Experten für gesundes Raumklima machen alte Villa zum Öko-Zentrum

    Hamburger Abendblatt, 20.01.2015

    Am Rande des Neubaugebiets Erlenhof gründen Firmen ein Kompetenzzentrum für gesundes Bauen und Wohnen. Sie bieten Produkte an, die frei von gesundheitsschädlichen Inhaltsstoffen sind.
    Von Julia Sextl

    Ahrensburg. Der neue Boden ist verlegt, die Wände sind gestrichen, und die Schrankwand ist aufgebaut. Doch die Freude über das neue Zuhause währt nicht lange: Der Mutter tränen die Augen, das Kind hat Kopfschmerzen, den Vater befällt ständige Müdigkeit. Schuld daran können Baustoffe oder Materialien sein, welche die Raumluft mit Schadstoffen belasten. Wer sich vor solchen Giften schützen will, findet Hilfe bei Experten in Ahrensburg: Dort entsteht das "Kompetenzzentrum für gesundes Bauen und Wohnen" – in einer alten Villa mitten im zurzeit größten Neubaugebiet Schleswig-Holsteins, dem Erlenhof.
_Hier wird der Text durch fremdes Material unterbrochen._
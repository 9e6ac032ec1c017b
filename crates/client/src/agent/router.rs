//! Request classification.
//!
//! Rules, first match wins:
//! 1. non-GET: passthrough
//! 2. excluded host: passthrough
//! 3. web-font host: cache-first
//! 4. navigation, `*.html` or `/`: network-first
//! 5. style, script, image, font: cache-first
//! 6. anything else: network-first

use offline_core::{AgentConfig, AgentRequest, Destination};
use schemars::JsonSchema;
use serde::{Deserialize, Serialize};

/// Caching strategy applied to an intercepted request.
#[derive(Debug, Clone, Copy, PartialEq, Eq, Serialize, Deserialize, JsonSchema)]
#[serde(rename_all = "snake_case")]
pub enum Strategy {
    CacheFirst,
    NetworkFirst,
}

/// Why a request was left to the host.
#[derive(Debug, Clone, Copy, PartialEq, Eq, Serialize, Deserialize, JsonSchema)]
#[serde(rename_all = "snake_case")]
pub enum PassthroughReason {
    NotGet,
    ExcludedHost,
    /// The agent is not activated yet and controls no page.
    NotControlling,
}

#[derive(Debug, Clone, Copy, PartialEq, Eq)]
pub enum Route {
    Passthrough(PassthroughReason),
    Intercept(Strategy),
}

/// Host lists the router matches against. Matching is by substring on the
/// request host, so `supabase.co` covers every project subdomain.
#[derive(Debug, Clone, Default)]
pub struct RoutingPolicy {
    pub excluded_hosts: Vec<String>,
    pub font_hosts: Vec<String>,
}

impl From<&AgentConfig> for RoutingPolicy {
    fn from(config: &AgentConfig) -> Self {
        Self { excluded_hosts: config.excluded_hosts.clone(), font_hosts: config.font_hosts.clone() }
    }
}

impl RoutingPolicy {
    pub fn classify(&self, request: &AgentRequest) -> Route {
        if !request.is_get() {
            return Route::Passthrough(PassthroughReason::NotGet);
        }

        let host = request.host();
        if matches_any(host, &self.excluded_hosts) {
            return Route::Passthrough(PassthroughReason::ExcludedHost);
        }

        if matches_any(host, &self.font_hosts) {
            return Route::Intercept(Strategy::CacheFirst);
        }

        let path = request.path();
        if request.destination == Destination::Document || path.ends_with(".html") || path == "/" {
            return Route::Intercept(Strategy::NetworkFirst);
        }

        if request.destination.is_static_asset() {
            return Route::Intercept(Strategy::CacheFirst);
        }

        Route::Intercept(Strategy::NetworkFirst)
    }
}

fn matches_any(host: &str, patterns: &[String]) -> bool {
    !host.is_empty() && patterns.iter().any(|p| !p.is_empty() && host.contains(p.as_str()))
}
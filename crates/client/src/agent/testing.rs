//! Scripted network for agent tests.
//!
//! Compiled for this crate's tests and, through the `testing` feature, for
//! downstream crates that drive an `Agent` without real sockets.

use std::collections::HashMap;
use std::sync::Mutex;
use std::sync::atomic::{AtomicBool, Ordering};

use bytes::Bytes;
use offline_core::{AgentRequest, AgentResponse, Error, ResponseSource};

use crate::fetch::Network;

/// Serves canned responses by URL; unknown URLs get a 404. Switch it offline
/// to make every fetch fail at the transport level.
pub struct StubNetwork {
    routes: Mutex<HashMap<String, (u16, String, Bytes)>>,
    online: AtomicBool,
    calls: Mutex<Vec<String>>,
}

impl StubNetwork {
    pub fn new() -> Self {
        Self { routes: Mutex::new(HashMap::new()), online: AtomicBool::new(true), calls: Mutex::new(Vec::new()) }
    }

    /// Answer `url` with `status` and `body` from now on.
    pub fn serve(&self, url: &str, status: u16, content_type: &str, body: &str) {
        self.routes.lock().unwrap().insert(
            url.to_string(),
            (status, content_type.to_string(), Bytes::from(body.to_string())),
        );
    }

    pub fn set_online(&self, online: bool) {
        self.online.store(online, Ordering::SeqCst);
    }

    /// Number of fetches attempted, online or not.
    pub fn calls(&self) -> usize {
        self.calls.lock().unwrap().len()
    }

    pub fn calls_for(&self, url: &str) -> usize {
        self.calls.lock().unwrap().iter().filter(|u| u.as_str() == url).count()
    }
}

impl Default for StubNetwork {
    fn default() -> Self {
        Self::new()
    }
}

#[async_trait::async_trait]
impl Network for StubNetwork {
    async fn fetch(&self, request: &AgentRequest) -> Result<AgentResponse, Error> {
        let url = request.url.to_string();
        self.calls.lock().unwrap().push(url.clone());

        if !self.online.load(Ordering::SeqCst) {
            return Err(Error::Network(format!("{url}: network unreachable")));
        }

        let (status, content_type, body) = self
            .routes
            .lock()
            .unwrap()
            .get(&url)
            .cloned()
            .unwrap_or((404, "text/plain".to_string(), Bytes::from_static(b"not found")));

        Ok(AgentResponse {
            url,
            status,
            headers: vec![("content-type".to_string(), content_type)],
            body,
            source: ResponseSource::Network,
        })
    }
}
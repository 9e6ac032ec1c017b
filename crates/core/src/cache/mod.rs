//! Named cache stores backed by SQLite.
//!
//! Mirrors the host's cache storage model: any number of named stores, each
//! mapping a request identity (method + URL) to a stored response.
//!
//! - Request identities hashed with SHA-256
//! - Automatic schema migrations
//! - WAL mode for concurrent access
//! - Stores deleted wholesale (entries cascade)

pub mod connection;
pub mod entries;
pub mod hash;
pub mod migrations;
pub mod storage;

pub use crate::Error;

pub use connection::CacheDb;
pub use entries::{CacheSummary, StoredEntry};
pub use storage::{CacheHandle, CacheStorage};
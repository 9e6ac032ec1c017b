//! Network side of the agent.
//!
//! `Network` is the fetch collaborator the strategies talk to. `FetchClient`
//! implements it over reqwest:
//! - A transport failure (DNS, refused connection, timeout) is an error.
//! - Any HTTP status, 4xx and 5xx included, is a response; deciding what is
//!   worth caching belongs to the strategies.
//! - No retries.

pub mod url;

use std::time::{Duration, Instant};

use bytes::Bytes;
use offline_core::{AgentConfig, AgentRequest, AgentResponse, Error, ResponseSource};
use reqwest::{Client, Method, header};

pub use self::url::{UrlError, canonicalize, resolve};

/// Fetches a request from the network.
#[async_trait::async_trait]
pub trait Network: Send + Sync {
    async fn fetch(&self, request: &AgentRequest) -> Result<AgentResponse, Error>;
}

/// Configuration for the fetch client.
#[derive(Debug, Clone)]
pub struct FetchConfig {
    /// User agent string (default: "offline-agent/0.1")
    pub user_agent: String,

    /// Maximum response body size in bytes (default: 10MB)
    pub max_bytes: usize,

    /// Request timeout (default: 20s)
    pub timeout: Duration,

    /// Maximum number of redirects to follow (default: 5)
    pub max_redirects: usize,
}

impl Default for FetchConfig {
    fn default() -> Self {
        Self {
            user_agent: "offline-agent/0.1".to_string(),
            max_bytes: 10 * 1024 * 1024,
            timeout: Duration::from_millis(20000),
            max_redirects: 5,
        }
    }
}

impl From<&AgentConfig> for FetchConfig {
    fn from(config: &AgentConfig) -> Self {
        Self {
            user_agent: config.user_agent.clone(),
            max_bytes: config.max_bytes,
            timeout: config.timeout(),
            ..Default::default()
        }
    }
}

/// reqwest-backed network fetcher.
pub struct FetchClient {
    http: Client,
    config: FetchConfig,
}

impl FetchClient {
    /// Create a new fetch client with the given configuration.
    pub fn new(config: FetchConfig) -> Result<Self, Error> {
        let http = Client::builder()
            .user_agent(&config.user_agent)
            .timeout(config.timeout)
            .redirect(reqwest::redirect::Policy::limited(config.max_redirects))
            .use_rustls_tls()
            .gzip(true)
            .brotli(true)
            .deflate(true)
            .build()
            .map_err(|e| Error::Network(format!("failed to build HTTP client: {}", e)))?;

        Ok(Self { http, config })
    }

    /// Get reference to the configuration.
    pub fn config(&self) -> &FetchConfig {
        &self.config
    }
}

#[async_trait::async_trait]
impl Network for FetchClient {
    async fn fetch(&self, request: &AgentRequest) -> Result<AgentResponse, Error> {
        let start = Instant::now();
        let method = Method::from_bytes(request.method.as_bytes())
            .map_err(|e| Error::InvalidInput(format!("invalid method {}: {}", request.method, e)))?;

        let response = self
            .http
            .request(method, request.url.clone())
            .send()
            .await
            .map_err(|e| Error::Network(format!("{}: {}", request.url, e)))?;

        if let Some(len) = response.content_length()
            && len as usize > self.config.max_bytes
        {
            return Err(Error::FetchTooLarge(format!("{} bytes exceeds {}", len, self.config.max_bytes)));
        }

        let status = response.status();
        let final_url = response.url().to_string();
        let headers = collect_headers(response.headers());

        let body: Bytes = response
            .bytes()
            .await
            .map_err(|e| Error::Network(format!("failed to read response: {}", e)))?;

        if body.len() > self.config.max_bytes {
            return Err(Error::FetchTooLarge(format!("{} bytes exceeds {}", body.len(), self.config.max_bytes)));
        }

        tracing::debug!(
            "fetched {} -> {} {} in {}ms ({} bytes)",
            request,
            final_url,
            status.as_u16(),
            start.elapsed().as_millis(),
            body.len()
        );

        Ok(AgentResponse { url: final_url, status: status.as_u16(), headers, body, source: ResponseSource::Network })
    }
}

fn collect_headers(headers: &header::HeaderMap) -> Vec<(String, String)> {
    headers
        .iter()
        .filter_map(|(name, value)| value.to_str().ok().map(|v| (name.as_str().to_string(), v.to_string())))
        .collect()
}
//! Configuration validation rules.
//!
//! This module provides validation logic for `AgentConfig` values
//! after they have been loaded from environment, files, or defaults.

use crate::config::AgentConfig;
use thiserror::Error;

/// Configuration validation errors.
#[derive(Debug, Error)]
pub enum ConfigError {
    #[error("failed to load configuration: {0}")]
    LoadFailed(String),

    #[error("invalid configuration: {field} - {reason}")]
    Invalid { field: String, reason: String },
}

impl AgentConfig {
    /// Validate configuration values after loading.
    ///
    /// # Errors
    ///
    /// Returns `ConfigError::Invalid` if:
    /// - `cache_prefix`, `version` or `user_agent` is empty
    /// - `origin` is not an absolute http(s) URL
    /// - a `static_assets` entry is not root-relative
    /// - `max_bytes` is 0 or exceeds 100MB
    /// - `timeout_ms` is less than 100ms or exceeds 5 minutes
    pub fn validate(&self) -> Result<(), ConfigError> {
        for (field, value) in [
            ("cache_prefix", &self.cache_prefix),
            ("version", &self.version),
            ("user_agent", &self.user_agent),
        ] {
            if value.trim().is_empty() {
                return Err(ConfigError::Invalid { field: field.into(), reason: "must not be empty".into() });
            }
        }

        let origin = url::Url::parse(&self.origin)
            .map_err(|e| ConfigError::Invalid { field: "origin".into(), reason: e.to_string() })?;
        if !matches!(origin.scheme(), "http" | "https") {
            return Err(ConfigError::Invalid {
                field: "origin".into(),
                reason: format!("unsupported scheme: {}", origin.scheme()),
            });
        }

        if let Some(path) = self
            .static_assets
            .iter()
            .find(|p| !p.starts_with('/') || p.starts_with("//"))
        {
            return Err(ConfigError::Invalid {
                field: "static_assets".into(),
                reason: format!("{path:?} is not a root-relative path"),
            });
        }

        if self.max_bytes == 0 {
            return Err(ConfigError::Invalid { field: "max_bytes".into(), reason: "must be greater than 0".into() });
        }
        if self.max_bytes > 100 * 1024 * 1024 {
            return Err(ConfigError::Invalid { field: "max_bytes".into(), reason: "must not exceed 100MB".into() });
        }

        if self.timeout_ms < 100 {
            return Err(ConfigError::Invalid { field: "timeout_ms".into(), reason: "must be at least 100ms".into() });
        }
        if self.timeout_ms > 300_000 {
            return Err(ConfigError::Invalid {
                field: "timeout_ms".into(),
                reason: "must not exceed 5 minutes (300000ms)".into(),
            });
        }

        if let Some(host) = self.excluded_hosts.iter().find(|h| self.font_hosts.contains(h)) {
            tracing::warn!(
                host = %host,
                "host is both excluded and a font host; exclusion takes precedence"
            );
        }

        Ok(())
    }
}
    Initiator ist Norbert Lüneburg, Geschäftsführer des Unternehmens GfG Hoch-Tief-Bau aus Henstedt-Ulzburg. Auf die Idee, sich mit dem Thema zu beschäftigen, kam Lüneburg durch ein persönliches Erlebnis: "Ich hatte 1998 ein altes Haus saniert und bekam daraufhin jedes Jahr im Frühjahr Kopfschmerzen", sagt der 52-Jährige. Rund fünf Jahre sei das so gegangen, dann machte er sich auf die Suche nach der Ursache. Das Ergebnis: Durch die Veränderung der Druckverhältnisse im Frühling dünstete in dieser Jahreszeit der Kleber des Korkfußbodens aus – und machte aus der Raumluft einen kleinen Giftcocktail.
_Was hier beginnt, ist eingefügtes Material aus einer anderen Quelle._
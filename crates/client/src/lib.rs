//! Client side of the offline cache agent.
//!
//! This crate provides the network fetcher and the agent itself: request
//! routing, the two caching strategies, install/activate lifecycle and the
//! offline page.

pub mod agent;
pub mod fetch;

pub use agent::{
    ActivationOutcome, Agent, AgentEvent, AgentState, AssetOutcome, Disposition, EventOutcome, FetchOutcome,
    InstallObserver, InstallReport, MessageOutcome, OfflinePage, PassthroughReason, Strategy,
};

pub use fetch::{FetchClient, FetchConfig, Network};
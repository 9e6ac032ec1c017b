//! Database connection management with pragma configuration.
//!
//! This module handles opening the SQLite database, applying required pragmas
//! for performance and concurrency (WAL mode), and running migrations.

use super::migrations;
use crate::Error;
use std::path::Path;
use tokio_rusqlite::Connection;

const PRAGMAS: &str = "PRAGMA journal_mode=WAL;
     PRAGMA synchronous=NORMAL;
     PRAGMA temp_store=MEMORY;
     PRAGMA foreign_keys=ON;";

/// Cache storage handle.
///
/// Wraps a tokio-rusqlite Connection that runs database operations
/// on a background thread. Cloning shares the same connection.
#[derive(Clone, Debug)]
pub struct CacheDb {
    pub(crate) conn: Connection,
}

impl CacheDb {
    /// Open a database at the specified path.
    ///
    /// Creates the file if it doesn't exist, applies performance pragmas,
    /// and runs any pending migrations.
    pub async fn open(path: impl AsRef<Path>) -> Result<Self, Error> {
        let conn = Connection::open(path).await.map_err(|e| Error::Database(e.into()))?;
        Self::init(conn).await
    }

    /// Open an in-memory database for testing.
    pub async fn open_in_memory() -> Result<Self, Error> {
        let conn = Connection::open_in_memory()
            .await
            .map_err(|e| Error::Database(e.into()))?;
        Self::init(conn).await
    }

    async fn init(conn: Connection) -> Result<Self, Error> {
        conn.call(|conn| {
            conn.execute_batch(PRAGMAS)?;
            Ok(())
        })
        .await
        .map_err(Error::Database)?;

        migrations::run(&conn).await?;

        Ok(Self { conn })
    }
}

#[cfg(test)]
mod tests {
    use super::*;

    #[tokio::test]
    async fn test_open_in_memory() {
        let db = CacheDb::open_in_memory().await.unwrap();
        let version = db
            .conn
            .call(|conn| conn.query_row("SELECT sqlite_version()", [], |row| row.get::<_, String>(0)))
            .await
            .unwrap();
        assert!(!version.is_empty());
    }

    #[tokio::test]
    async fn test_foreign_keys_enabled() {
        let db = CacheDb::open_in_memory().await.unwrap();
        let enabled: i64 = db
            .conn
            .call(|conn| conn.query_row("PRAGMA foreign_keys", [], |row| row.get(0)))
            .await
            .unwrap();
        assert_eq!(enabled, 1);
    }
}
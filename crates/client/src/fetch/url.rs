//! URL handling for intercepted requests and manifest entries.

use url::Url;

/// Error type for URL handling failures.
#[derive(Debug, Clone, thiserror::Error)]
pub enum UrlError {
    #[error("empty URL")]
    Empty,

    #[error("unsupported scheme: {0}")]
    UnsupportedScheme(String),

    #[error("invalid URL: {0}")]
    InvalidUrl(String),
}

/// Canonicalize a request URL so equal requests share one cache identity.
///
/// 1. Trim leading/trailing whitespace
/// 2. Require an http(s) scheme
/// 3. Lowercase the host
/// 4. Remove fragment (#...)
/// 5. Keep query string intact (do not reorder)
pub fn canonicalize(input: &str) -> Result<Url, UrlError> {
    let trimmed = input.trim();

    if trimmed.is_empty() {
        return Err(UrlError::Empty);
    }

    let mut parsed = Url::parse(trimmed).map_err(|e| UrlError::InvalidUrl(e.to_string()))?;
    check_scheme(&parsed)?;

    if let Some(host) = parsed.host_str().map(str::to_lowercase) {
        parsed
            .set_host(Some(&host))
            .map_err(|e| UrlError::InvalidUrl(e.to_string()))?;
    }

    parsed.set_fragment(None);

    Ok(parsed)
}

/// Resolve a request target against the application origin.
///
/// Root-relative paths (`/app/shared.css`) land on the origin; absolute URLs
/// (for instance a font host) are kept as they are.
pub fn resolve(origin: &Url, target: &str) -> Result<Url, UrlError> {
    let trimmed = target.trim();
    if trimmed.is_empty() {
        return Err(UrlError::Empty);
    }

    let joined = origin.join(trimmed).map_err(|e| UrlError::InvalidUrl(e.to_string()))?;
    canonicalize(joined.as_str())
}

fn check_scheme(url: &Url) -> Result<(), UrlError> {
    match url.scheme() {
        "http" | "https" => Ok(()),
        scheme => Err(UrlError::UnsupportedScheme(scheme.to_string())),
    }
}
    Auch das Helmholtz-Zentrum warnt vor Chemikalien
    Auch eine aktuelle Studie des Helmholtz-Zentrums für Umweltforschung (UFZ) warnt vor schädlichen Chemikalien in der Raumluft. Demnach erhöht zum Beispiel ein neuer Fußboden das Risiko für Babys um das Fünffache, im ersten Lebensjahr eine Atemwegserkrankung zu bekommen. "Wir raten daher dringend davon ab, in Wohnungen von Schwangeren Laminat, Teppichboden oder andere Materialien neu zu verlegen", sagt Ulrich Franck vom UFZ.
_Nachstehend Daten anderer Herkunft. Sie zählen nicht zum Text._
//! Agent configuration with layered loading.
//!
//! Configuration is loaded with figment from multiple sources:
//!
//! 1. Environment variables (OFFLINE_AGENT_*)
//! 2. TOML config file (if OFFLINE_AGENT_CONFIG_FILE set)
//! 3. Built-in defaults

use std::path::PathBuf;
use std::time::Duration;

use figment::{
    Figment,
    providers::{Env, Format, Serialized, Toml},
};
use serde::{Deserialize, Deserializer, Serialize};

mod validation;

pub use validation::ConfigError;

/// Agent configuration with layered loading.
///
/// Loading precedence (highest wins):
/// 1. Environment variables (OFFLINE_AGENT_*)
/// 2. TOML config file (if OFFLINE_AGENT_CONFIG_FILE set)
/// 3. Built-in defaults
#[derive(Debug, Clone, Serialize, Deserialize)]
pub struct AgentConfig {
    /// Application name shown in the offline page title.
    #[serde(default = "default_app_name")]
    pub app_name: String,

    /// Prefix shared by both store names.
    #[serde(default = "default_cache_prefix")]
    pub cache_prefix: String,

    /// Agent version. Bumping it retires every store of the previous version
    /// at the next activation.
    #[serde(default = "default_version")]
    pub version: String,

    /// Application origin the static manifest is resolved against.
    #[serde(default = "default_origin")]
    pub origin: String,

    /// Root-relative paths pre-cached at install.
    ///
    /// Lists accept an array or a comma-separated string, so
    /// `OFFLINE_AGENT_STATIC_ASSETS=/,/app.css` works from the environment.
    #[serde(default = "default_static_assets", deserialize_with = "string_list")]
    pub static_assets: Vec<String>,

    /// Hosts never intercepted (matched by substring).
    ///
    /// Set via OFFLINE_AGENT_EXCLUDED_HOSTS (comma-separated).
    #[serde(default = "default_excluded_hosts", deserialize_with = "string_list")]
    pub excluded_hosts: Vec<String>,

    /// Web-font hosts, always served cache-first (matched by substring).
    #[serde(default = "default_font_hosts", deserialize_with = "string_list")]
    pub font_hosts: Vec<String>,

    /// Request immediate activation once install completes.
    #[serde(default = "default_true")]
    pub skip_waiting_on_install: bool,

    /// Path to the SQLite cache storage.
    #[serde(default = "default_db_path")]
    pub db_path: PathBuf,

    /// User-Agent string for network fetches.
    #[serde(default = "default_user_agent")]
    pub user_agent: String,

    /// Network fetch timeout in milliseconds.
    #[serde(default = "default_timeout_ms")]
    pub timeout_ms: u64,

    /// Maximum response body size in bytes.
    #[serde(default = "default_max_bytes")]
    pub max_bytes: usize,
}

fn default_app_name() -> String {
    "Devis App".into()
}

fn default_cache_prefix() -> String {
    "devis-app".into()
}

fn default_version() -> String {
    "v1".into()
}

fn default_origin() -> String {
    "http://localhost:8080".into()
}

fn default_static_assets() -> Vec<String> {
    [
        "/",
        "/index.html",
        "/app/login.html",
        "/app/register.html",
        "/app/dashboard.html",
        "/app/quotes.html",
        "/app/view-quote.html",
        "/app/create-quote.html",
        "/app/edit-quote.html",
        "/app/clients.html",
        "/app/liste-clients.html",
        "/app/settings.html",
        "/app/forgot-password.html",
        "/app/shared.css",
        "/manifest.json",
        "/icons/icon-192x192.png",
        "/icons/icon-512x512.png",
    ]
    .into_iter()
    .map(String::from)
    .collect()
}

fn default_excluded_hosts() -> Vec<String> {
    vec!["supabase.co".into(), "esm.sh".into(), "cdnjs.cloudflare.com".into()]
}

fn default_font_hosts() -> Vec<String> {
    vec!["fonts.gstatic.com".into(), "fonts.googleapis.com".into()]
}

fn default_true() -> bool {
    true
}

fn default_db_path() -> PathBuf {
    PathBuf::from("./offline-agent-cache.sqlite")
}

fn default_user_agent() -> String {
    "offline-agent/0.1".into()
}

fn default_timeout_ms() -> u64 {
    20_000
}

fn default_max_bytes() -> usize {
    10_485_760 // 10MB
}

#[derive(Deserialize)]
#[serde(untagged)]
enum StringList {
    Joined(String),
    Items(Vec<String>),
}

/// Accept either a sequence or one comma-separated string.
fn string_list<'de, D>(deserializer: D) -> Result<Vec<String>, D::Error>
where
    D: Deserializer<'de>,
{
    let items = match StringList::deserialize(deserializer)? {
        StringList::Joined(joined) => joined.split(',').map(str::to_string).collect(),
        StringList::Items(items) => items,
    };
    Ok(items
        .into_iter()
        .map(|item| item.trim().to_string())
        .filter(|item| !item.is_empty())
        .collect())
}

impl Default for AgentConfig {
    fn default() -> Self {
        Self {
            app_name: default_app_name(),
            cache_prefix: default_cache_prefix(),
            version: default_version(),
            origin: default_origin(),
            static_assets: default_static_assets(),
            excluded_hosts: default_excluded_hosts(),
            font_hosts: default_font_hosts(),
            skip_waiting_on_install: true,
            db_path: default_db_path(),
            user_agent: default_user_agent(),
            timeout_ms: default_timeout_ms(),
            max_bytes: default_max_bytes(),
        }
    }
}

impl AgentConfig {
    /// Timeout as Duration for use with reqwest/tokio.
    pub fn timeout(&self) -> Duration {
        Duration::from_millis(self.timeout_ms)
    }

    /// Name of the current dynamic store, e.g. `devis-app-v1`.
    pub fn dynamic_cache_name(&self) -> String {
        format!("{}-{}", self.cache_prefix, self.version)
    }

    /// Name of the current static store, e.g. `devis-app-static-v1`.
    pub fn static_cache_name(&self) -> String {
        format!("{}-static-{}", self.cache_prefix, self.version)
    }

    /// Load configuration from all sources with layered precedence.
    ///
    /// # Errors
    ///
    /// Returns `ConfigError` if:
    /// - Configuration file cannot be read
    /// - Environment variables cannot be parsed
    /// - Validation fails after loading
    pub fn load() -> Result<Self, ConfigError> {
        Self::from_figment(Self::figment())
    }

    /// The layered figment `load` extracts from.
    pub fn figment() -> Figment {
        let mut figment = Figment::from(Serialized::defaults(Self::default()));

        if let Ok(config_path) = std::env::var("OFFLINE_AGENT_CONFIG_FILE") {
            figment = figment.merge(Toml::file(&config_path));
        }

        figment.merge(
            Env::prefixed("OFFLINE_AGENT_")
                .ignore(&["config_file"])
                .map(|key| key.as_str().to_lowercase().into())
                .split("__"),
        )
    }

    /// Extract and validate a configuration from an arbitrary figment.
    pub fn from_figment(figment: Figment) -> Result<Self, ConfigError> {
        let config: Self = figment.extract().map_err(|e| ConfigError::LoadFailed(e.to_string()))?;

        config.validate()?;

        Ok(config)
    }
}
    Fast das ganze Leben verbringen Menschen in Räumen. Laut Umweltbundesamt sind es 80 bis 90 Prozent der Zeit. In der Raumluft finden sich oft Schadstoffe, darunter flüchtige organische Verbindungen, für die sich die englische Abkürzung VOC (Volatile Organic Compounds) eingebürgert hat. Es handelt sich dabei um eine Vielzahl synthetischer und natürlicher Stoffe, die bereits bei Zimmertemperatur aus verschiedenen Materialien und Produkten ausgasen. VOC sind in jeder Wohnung zu finden. Je nach Konzentration in der Raumluft können Menschen empfindlich darauf reagieren, teils mit Reizungen der Augen oder der Schleimhäute, teils mit Kopfschmerzen, Schwindel oder Müdigkeit.
    Die Problematik sei vielen Hausbesitzern gar nicht bewusst
    "Das Problem ist, dass bei den meisten der Kenntnisstand nicht da ist", sagt Norbert Lüneburg. Viele Menschen wüssten gar nicht, welche Schadstoffe sie im Haus hätten. Denn nicht nur Fußböden oder Möbel, sondern auch Fenster, Türen und Wandfarben können Schadstoffe ausdünsten.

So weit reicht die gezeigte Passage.